BEGIN

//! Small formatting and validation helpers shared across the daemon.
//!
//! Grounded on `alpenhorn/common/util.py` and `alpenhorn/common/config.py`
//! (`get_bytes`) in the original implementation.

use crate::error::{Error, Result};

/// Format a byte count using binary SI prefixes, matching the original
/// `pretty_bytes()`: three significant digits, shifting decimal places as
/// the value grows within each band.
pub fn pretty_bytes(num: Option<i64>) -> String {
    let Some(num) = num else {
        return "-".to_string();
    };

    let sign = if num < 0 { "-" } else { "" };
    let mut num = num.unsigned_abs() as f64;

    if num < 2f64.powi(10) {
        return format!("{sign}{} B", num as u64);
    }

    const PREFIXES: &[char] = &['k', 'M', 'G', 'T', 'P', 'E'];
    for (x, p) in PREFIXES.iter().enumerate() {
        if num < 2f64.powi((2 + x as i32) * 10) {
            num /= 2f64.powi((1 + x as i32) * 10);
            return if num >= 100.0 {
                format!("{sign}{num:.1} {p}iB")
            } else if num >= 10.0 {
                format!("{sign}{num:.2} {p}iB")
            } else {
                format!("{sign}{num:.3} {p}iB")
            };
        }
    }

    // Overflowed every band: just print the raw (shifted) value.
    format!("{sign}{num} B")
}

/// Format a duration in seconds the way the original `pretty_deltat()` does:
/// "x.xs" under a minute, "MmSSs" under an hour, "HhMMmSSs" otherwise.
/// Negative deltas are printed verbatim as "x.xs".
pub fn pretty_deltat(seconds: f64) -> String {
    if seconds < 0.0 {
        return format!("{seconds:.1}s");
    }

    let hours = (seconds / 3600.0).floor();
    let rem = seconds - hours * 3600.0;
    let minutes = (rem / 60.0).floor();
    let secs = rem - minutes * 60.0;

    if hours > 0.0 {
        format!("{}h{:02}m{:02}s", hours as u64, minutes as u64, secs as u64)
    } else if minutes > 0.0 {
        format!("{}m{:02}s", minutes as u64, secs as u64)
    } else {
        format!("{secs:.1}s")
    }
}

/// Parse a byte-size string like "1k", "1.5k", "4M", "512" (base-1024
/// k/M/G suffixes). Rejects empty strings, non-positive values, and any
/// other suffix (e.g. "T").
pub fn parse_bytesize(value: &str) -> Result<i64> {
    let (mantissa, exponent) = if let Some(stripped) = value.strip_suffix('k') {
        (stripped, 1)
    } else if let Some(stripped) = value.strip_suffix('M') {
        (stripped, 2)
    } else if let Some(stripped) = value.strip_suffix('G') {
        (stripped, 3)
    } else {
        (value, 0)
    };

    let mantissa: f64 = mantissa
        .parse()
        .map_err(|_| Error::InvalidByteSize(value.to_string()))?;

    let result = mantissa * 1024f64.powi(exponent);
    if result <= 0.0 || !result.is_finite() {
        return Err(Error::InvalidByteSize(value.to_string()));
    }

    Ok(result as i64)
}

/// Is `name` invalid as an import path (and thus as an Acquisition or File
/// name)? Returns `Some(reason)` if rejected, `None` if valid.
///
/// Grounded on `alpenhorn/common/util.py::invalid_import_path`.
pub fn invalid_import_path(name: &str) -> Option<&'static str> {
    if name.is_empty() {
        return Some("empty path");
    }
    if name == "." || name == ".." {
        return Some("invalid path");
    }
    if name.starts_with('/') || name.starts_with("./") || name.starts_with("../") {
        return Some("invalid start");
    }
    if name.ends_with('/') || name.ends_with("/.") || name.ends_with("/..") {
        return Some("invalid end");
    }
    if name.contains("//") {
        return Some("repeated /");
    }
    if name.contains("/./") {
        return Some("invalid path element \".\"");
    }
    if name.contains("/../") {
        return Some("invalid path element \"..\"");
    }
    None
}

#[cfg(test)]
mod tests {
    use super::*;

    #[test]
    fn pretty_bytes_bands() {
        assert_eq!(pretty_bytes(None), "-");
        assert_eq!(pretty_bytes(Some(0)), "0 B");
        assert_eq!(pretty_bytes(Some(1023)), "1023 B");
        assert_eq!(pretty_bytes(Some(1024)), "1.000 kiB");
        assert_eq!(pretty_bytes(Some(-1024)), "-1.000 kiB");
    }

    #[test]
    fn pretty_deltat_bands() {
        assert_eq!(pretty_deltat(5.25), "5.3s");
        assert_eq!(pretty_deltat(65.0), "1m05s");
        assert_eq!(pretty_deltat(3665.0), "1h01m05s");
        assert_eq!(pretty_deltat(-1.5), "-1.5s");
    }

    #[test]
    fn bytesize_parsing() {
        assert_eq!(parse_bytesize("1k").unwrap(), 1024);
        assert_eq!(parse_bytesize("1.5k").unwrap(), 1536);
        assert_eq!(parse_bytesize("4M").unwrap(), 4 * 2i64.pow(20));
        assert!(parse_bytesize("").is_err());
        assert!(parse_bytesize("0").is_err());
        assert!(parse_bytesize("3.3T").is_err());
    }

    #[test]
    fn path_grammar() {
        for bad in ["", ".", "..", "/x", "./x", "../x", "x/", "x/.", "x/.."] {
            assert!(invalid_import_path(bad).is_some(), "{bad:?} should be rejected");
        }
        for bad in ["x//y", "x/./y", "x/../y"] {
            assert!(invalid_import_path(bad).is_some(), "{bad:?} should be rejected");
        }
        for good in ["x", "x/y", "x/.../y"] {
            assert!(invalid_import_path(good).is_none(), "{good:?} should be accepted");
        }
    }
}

END

**What is expected**
Only one stretch of the entries above is wanted: the lines from the one containing "other suffix (e.g." through the one containing "return Err(Error::InvalidByteSize(value.to_string()));". Please reproduce it exactly.

**Result**
/// other suffix (e.g. "T").
pub fn parse_bytesize(value: &str) -> Result<i64> {
    let (mantissa, exponent) = if let Some(stripped) = value.strip_suffix('k') {
        (stripped, 1)
    } else if let Some(stripped) = value.strip_suffix('M') {
        (stripped, 2)
    } else if let Some(stripped) = value.strip_suffix('G') {
        (stripped, 3)
    } else {
        (value, 0)
    };

    let mantissa: f64 = mantissa
        .parse()
        .map_err(|_| Error::InvalidByteSize(value.to_string()))?;

    let result = mantissa * 1024f64.powi(exponent);
    if result <= 0.0 || !result.is_finite() {
        return Err(Error::InvalidByteSize(value.to_string()));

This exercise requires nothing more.